Timing is everything
That leaves the biggest question of: why is the Investigative Committee now making the accusation? If it is so easy to bring a charge of murder against Khodorkovsky that could be made to stick, given the malleability of the Russian legal system, why wasn’t it brought in 2003 and Khodorkovsky put away for life?
There is no easy answer to this question. One likely answer is that the Kremlin didn’t want to play all its cards at once. It was always going to win the showdown with Yukos and convict Khodorkovsky on tax evasion charges, so there was no need to charge him with murder.
Now that Khodorkovsky is living in Switzerland a free man and events connected with him and his former company have taken a decidedly bad turn for Russia, it’s time to play that trump card.
The Kremlin is clearly unhappy with Khodorkovsky’s political activities, despite the fact that he has maintained a pretty low profile since being released. The same is not true of his son Pavel Khodorkovsky, who has financed the Institute of Modern Russia, a political lobbying organisation that is actively denigrating the Kremlin and runs things like The Interpreter, a website dedicated to rubbishing the Kremlin.

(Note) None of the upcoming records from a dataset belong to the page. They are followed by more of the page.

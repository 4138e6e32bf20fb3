//! The seam between query orchestration and the remote engine

use async_trait::async_trait;
use tokio_util::sync::CancellationToken;

use super::error::ClientResult;
use super::settings::BackendSettings;
use crate::frame::Frame;

/// A columnar SQL engine that can run one fully expanded statement
#[async_trait]
pub trait QueryBackend: Send + Sync {
    /// Run `sql` and decode the response into a frame.
    ///
    /// Implementations must return [`ClientError::Cancelled`] promptly once
    /// `cancel` fires.
    ///
    /// [`ClientError::Cancelled`]: super::ClientError::Cancelled
    async fn execute(
        &self,
        settings: &BackendSettings,
        sql: &str,
        cancel: &CancellationToken,
    ) -> ClientResult<Frame>;
}
//! Logging setup
//!
//! `RUST_LOG` wins over the configured level. Output goes to stderr so the
//! CLI can keep stdout for results.

use tracing_subscriber::{layer::SubscriberExt, util::SubscriberInitExt, EnvFilter};

use crate::config::LoggingConfig;

/// Filter used when `RUST_LOG` is unset
pub fn default_filter(level: &str) -> String {
    format!("chronoquery={level},tower_http={level}")
}

/// Install the global subscriber. Fails if one is already installed.
pub fn init_logging(config: &LoggingConfig) -> Result<(), tracing_subscriber::util::TryInitError> {
    let filter = EnvFilter::try_from_default_env()
        .unwrap_or_else(|_| EnvFilter::new(default_filter(&config.level)));

    let registry = tracing_subscriber::registry().with(filter);

    if config.format.eq_ignore_ascii_case("json") {
        registry
            .with(tracing_subscriber::fmt::layer().json().with_writer(std::io::stderr))
            .try_init()
    } else {
        registry
            .with(tracing_subscriber::fmt::layer().with_writer(std::io::stderr))
            .try_init()
    }
}
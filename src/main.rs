//! Chronoquery Server
//!
//! Loads configuration, builds the backend client and serves the REST API.

use chronoquery::api::{serve, AppState};
use chronoquery::client::BackendClient;
use chronoquery::config::Config;
use chronoquery::logging::init_logging;
use chronoquery::query::QueryExecutor;
use std::path::PathBuf;
use std::sync::Arc;

#[tokio::main]
async fn main() -> Result<(), Box<dyn std::error::Error>> {
    // An explicit path is an error if it cannot be loaded
    let config = match std::env::var("CHRONOQUERY_CONFIG") {
        Ok(path) => Config::load_with_env(&PathBuf::from(path))?,
        Err(_) => Config::load_default(),
    };

    init_logging(&config.logging)?;

    tracing::info!("Chronoquery v{}", env!("CARGO_PKG_VERSION"));

    let settings = config.backend.to_settings();
    settings.validate()?;

    tracing::info!(
        url = %settings.url,
        database = %settings.database,
        use_arrow = settings.use_arrow,
        split_duration = %settings.split_duration,
        max_concurrency = settings.max_concurrency,
        "Backend configured"
    );

    let client = Arc::new(BackendClient::new()?);
    let executor = Arc::new(QueryExecutor::new(client));
    let state = AppState::new(executor, settings, config.api.clone());

    serve(state, &config.api).await?;

    tracing::info!("Chronoquery shutdown complete");
    Ok(())
}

Then there has been the continuing international legal actions taken by former Yukos shareholders against the Russian state. Their most significant victory came last year when the Permanent Court of Arbitration in The Hague awarded them $50bn judgment, which the Russian state has refused to pay.

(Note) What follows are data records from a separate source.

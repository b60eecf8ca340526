// Geolocation lookup module
// This file wraps the external IP geolocation API; lookups degrade to a
// sentinel pair and never fail the owning request

use crate::errors::GeoError;
use reqwest::Client;
use serde::Deserialize;
use std::time::Duration;
use tracing::debug;
use url::Url;

/// Resolved client coordinates, or the sentinel when the lookup failed.
#[derive(Debug, Clone, Copy, PartialEq)]
pub struct Location {
    pub latitude: f64,
    pub longitude: f64,
}

impl Location {
    /// Fallback pair recorded whenever real coordinates are unavailable.
    pub const UNKNOWN: Location = Location {
        latitude: 0.0,
        longitude: 0.0,
    };
}

#[derive(Debug, Deserialize)]
struct GeoPayload {
    status: String,
    lat: Option<f64>,
    lon: Option<f64>,
}

#[derive(Debug, Clone)]
pub struct GeoLocator {
    http: Client,
    base: Url,
}

impl GeoLocator {
    pub fn new(base: Url, timeout: Duration) -> Result<Self, GeoError> {
        let http = Client::builder()
            .timeout(timeout)
            .build()
            .map_err(|e| GeoError::Transport(format!("build http client: {e}")))?;
        Ok(Self { http, base })
    }

    /// Look up coordinates for a client address. Infallible by contract:
    /// network errors, timeouts, non-success responses, and malformed
    /// payloads all collapse to the sentinel pair. Single attempt, no retry.
    pub async fn resolve(&self, ip: &str) -> Location {
        match self.lookup(ip).await {
            Ok(location) => location,
            Err(err) => {
                debug!(ip = %ip, error = %err, "geolocation lookup failed; using sentinel");
                Location::UNKNOWN
            }
        }
    }

    async fn lookup(&self, ip: &str) -> Result<Location, GeoError> {
        let url = self
            .base
            .join(ip)
            .map_err(|e| GeoError::Transport(format!("lookup url: {e}")))?;
        let resp = self
            .http
            .get(url)
            .send()
            .await
            .map_err(|e| GeoError::Transport(format!("geolocation send: {e}")))?;
        if !resp.status().is_success() {
            return Err(GeoError::Provider(format!("http {}", resp.status())));
        }
        let payload: GeoPayload = resp
            .json()
            .await
            .map_err(|e| GeoError::Transport(format!("json parse: {e}")))?;
        coordinates(payload)
    }
}

fn coordinates(payload: GeoPayload) -> Result<Location, GeoError> {
    if payload.status != "success" {
        return Err(GeoError::Provider(format!("status {}", payload.status)));
    }
    match (payload.lat, payload.lon) {
        (Some(latitude), Some(longitude)) => Ok(Location {
            latitude,
            longitude,
        }),
        _ => Err(GeoError::Provider("payload missing coordinates".to_string())),
    }
}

This has led to the investors seeking court orders to freeze, and ultimately seize, Russian state assets all over the world, which exploded into the headlines on June 18 when court bailiffs in Belgium and France began seizing Russian state property and freezing bank accounts, including the Paris offices of the Russia Today television channel. The Kremlin is said to be seething.

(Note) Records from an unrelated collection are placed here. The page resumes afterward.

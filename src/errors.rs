// Error types and error handling module
// This file defines handler outcome kinds, their fixed HTTP mapping, and
// the status classification used by the error counters

use axum::http::StatusCode;
use axum::response::{IntoResponse, Response};
use thiserror::Error;

/// Terminal handler outcomes. Every failing request resolves to exactly one
/// of these; none of them ever reaches the transport layer uncaught.
#[derive(Debug, Error)]
pub enum HandlerError {
    #[error("internal error: {0}")]
    Internal(String),
    #[error("forbidden")]
    Forbidden,
    #[error("not found")]
    NotFound,
}

impl HandlerError {
    pub fn status(&self) -> StatusCode {
        match self {
            HandlerError::Internal(_) => StatusCode::INTERNAL_SERVER_ERROR,
            HandlerError::Forbidden => StatusCode::FORBIDDEN,
            HandlerError::NotFound => StatusCode::NOT_FOUND,
        }
    }

    pub fn body(&self) -> &'static str {
        match self {
            HandlerError::Internal(_) => "Internal Server Error",
            HandlerError::Forbidden => "403 Forbidden",
            HandlerError::NotFound => "404 Not Found",
        }
    }
}

impl IntoResponse for HandlerError {
    fn into_response(self) -> Response {
        // The reason stays in the logs; response bodies are fixed strings.
        if let HandlerError::Internal(reason) = &self {
            tracing::error!(reason = %reason, "request failed");
        }
        (self.status(), self.body()).into_response()
    }
}

/// Map a response status to the error-counter label it is tracked under.
/// Only the three classified statuses produce an error series.
pub fn error_label(status: StatusCode) -> Option<&'static str> {
    match status.as_u16() {
        500 => Some("500"),
        404 => Some("404"),
        403 => Some("403"),
        _ => None,
    }
}

#[derive(Debug, Error)]
pub enum GeoError {
    #[error("transport error: {0}")]
    Transport(String),
    #[error("provider error: {0}")]
    Provider(String),
}

#[cfg(test)]
mod tests {
    use super::*;

    #[test]
    fn fixed_status_and_body_mapping() {
        let internal = HandlerError::Internal("boom".to_string());
        assert_eq!(internal.status(), StatusCode::INTERNAL_SERVER_ERROR);
        assert_eq!(internal.body(), "Internal Server Error");
        assert_eq!(HandlerError::NotFound.status(), StatusCode::NOT_FOUND);
        assert_eq!(HandlerError::NotFound.body(), "404 Not Found");
        assert_eq!(HandlerError::Forbidden.status(), StatusCode::FORBIDDEN);
        assert_eq!(HandlerError::Forbidden.body(), "403 Forbidden");
    }

    #[test]
    fn only_tracked_statuses_produce_error_labels() {
        assert_eq!(error_label(StatusCode::INTERNAL_SERVER_ERROR), Some("500"));
        assert_eq!(error_label(StatusCode::NOT_FOUND), Some("404"));
        assert_eq!(error_label(StatusCode::FORBIDDEN), Some("403"));
        assert_eq!(error_label(StatusCode::OK), None);
        assert_eq!(error_label(StatusCode::METHOD_NOT_ALLOWED), None);
    }
}
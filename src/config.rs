// Configuration management module
// This file handles loading and parsing of configuration settings
// from environment variables

use anyhow::Result;
use serde::Deserialize;
use std::time::Duration;
use url::Url;

#[derive(Debug, Clone, Deserialize)]
pub struct AppConfig {
    /// Shared key intended to gate metrics scraping (PROMETHEUS_HEX).
    /// Loaded and reported at startup; not checked on the scrape route.
    pub prometheus_hex: Option<String>,
    /// Listen port; the service binds all interfaces.
    pub port: u16,
    /// Geolocation API base, e.g. http://ip-api.com/json/
    pub geo_endpoint: Url,
    /// Budget for a single geolocation lookup, in milliseconds.
    pub geo_timeout_ms: u64,
}

impl AppConfig {
    pub fn load() -> Result<Self> {
        let cfg = config::Config::builder()
            .set_default("port", 5001_i64)?
            .set_default("geo_endpoint", "http://ip-api.com/json/")?
            .set_default("geo_timeout_ms", 3000_i64)?
            .add_source(config::Environment::default().separator("__"))
            .build()?;
        Ok(cfg.try_deserialize()?)
    }

    pub fn geo_timeout(&self) -> Duration {
        Duration::from_millis(self.geo_timeout_ms)
    }
}
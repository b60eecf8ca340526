// Router HTTP API implementation
// This file provides the demo page handlers, the metrics exposition
// endpoint, and the router wiring that wraps them in lifecycle hooks

use axum::{
    extract::State,
    http::header,
    middleware,
    response::{IntoResponse, Response},
    routing::get,
    Router as AxumRouter,
};
use tower_http::trace::TraceLayer;

use crate::errors::HandlerError;
use crate::router::hooks;
use crate::state::AppState;

/// Create the HTTP router: demo pages, the exposition endpoint, and a 404
/// fallback, all wrapped by the lifecycle middleware so every request —
/// known route or not — passes through exactly one pre/post hook pair.
pub fn create_app_router(state: AppState) -> AxumRouter {
    AxumRouter::new()
        .route("/", get(home))
        .route("/about", get(about))
        .route("/contact", get(contact))
        .route("/signup", get(signup))
        .route("/error", get(trigger_error))
        .route("/metrics", get(metrics))
        .fallback(not_found)
        .layer(middleware::from_fn_with_state(
            state.clone(),
            hooks::track_requests,
        ))
        .layer(TraceLayer::new_for_http())
        .with_state(state)
}

async fn home() -> &'static str {
    "Welcome to the Home Page!"
}

async fn about() -> &'static str {
    "Welcome to the about page!"
}

async fn contact() -> &'static str {
    "Welcome to the contact page!"
}

/// Signup stub: bumps the business counter, then answers like any other page.
async fn signup(State(state): State<AppState>) -> &'static str {
    state.telemetry.user_signups.inc();
    "User signed up!"
}

/// Always fails, exercising the 500 branch of the error classifier.
async fn trigger_error() -> Result<Response, HandlerError> {
    Err(HandlerError::Internal("oops got an error".to_string()))
}

/// Exposition endpoint. Renders the registry snapshot as plain text; a
/// render failure surfaces through the generic 500 branch.
async fn metrics(State(state): State<AppState>) -> Result<Response, HandlerError> {
    let body = state
        .telemetry
        .render()
        .map_err(|e| HandlerError::Internal(format!("render metrics: {e}")))?;
    Ok(([(header::CONTENT_TYPE, prometheus::TEXT_FORMAT)], body).into_response())
}

async fn not_found() -> HandlerError {
    HandlerError::NotFound
}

Finally, there is simply the reason that Alexander Bastrykin, head of the Investigative Committee, has a personal grudge against Khodorkovsky. The committee has been running a pretty much continuous investigation into Khodorkovsky since it was set up – even while he was still in jail.
It’s who you know
Liberal economist and the intellectual powerhouse behind Russia’s most liberal reforms in the last decade, Professor Sergei Guriev, fled Russia on April 30, 2013 after he was called in for questioning by the Investigative Committee’s investigators in connection with his contacts with Khodorkovsky a few days earlier. (Khodorkovsky provided some financing for Guriev’s New Economic School.)
“They said I was being questioned in an investigation, but they made it sound more like I was a suspect,” Guriev told First Deputy Prime Minister Igor Shuvalov the weekend before he fled while asking for protection, according to bne IntelliNews sources familiar with the meeting.
Shuvalov told Guriev there was nothing he could do and recommended he keep a low profile for a few months. Guriev decided he didn’t want to live in a country where his freedom was in jeopardy for simply knowing the wrong people and chose political exile instead.
Meanwhile, Russia seems not to doubt its ‘long arm of the law’ in following up the new charges with a questioning of the suspect. Khodorkovsky’s “absence from Russian territory would not be an insurmountable obstacle”, Investigative Committee spokesman Markin said in his June 30 statement.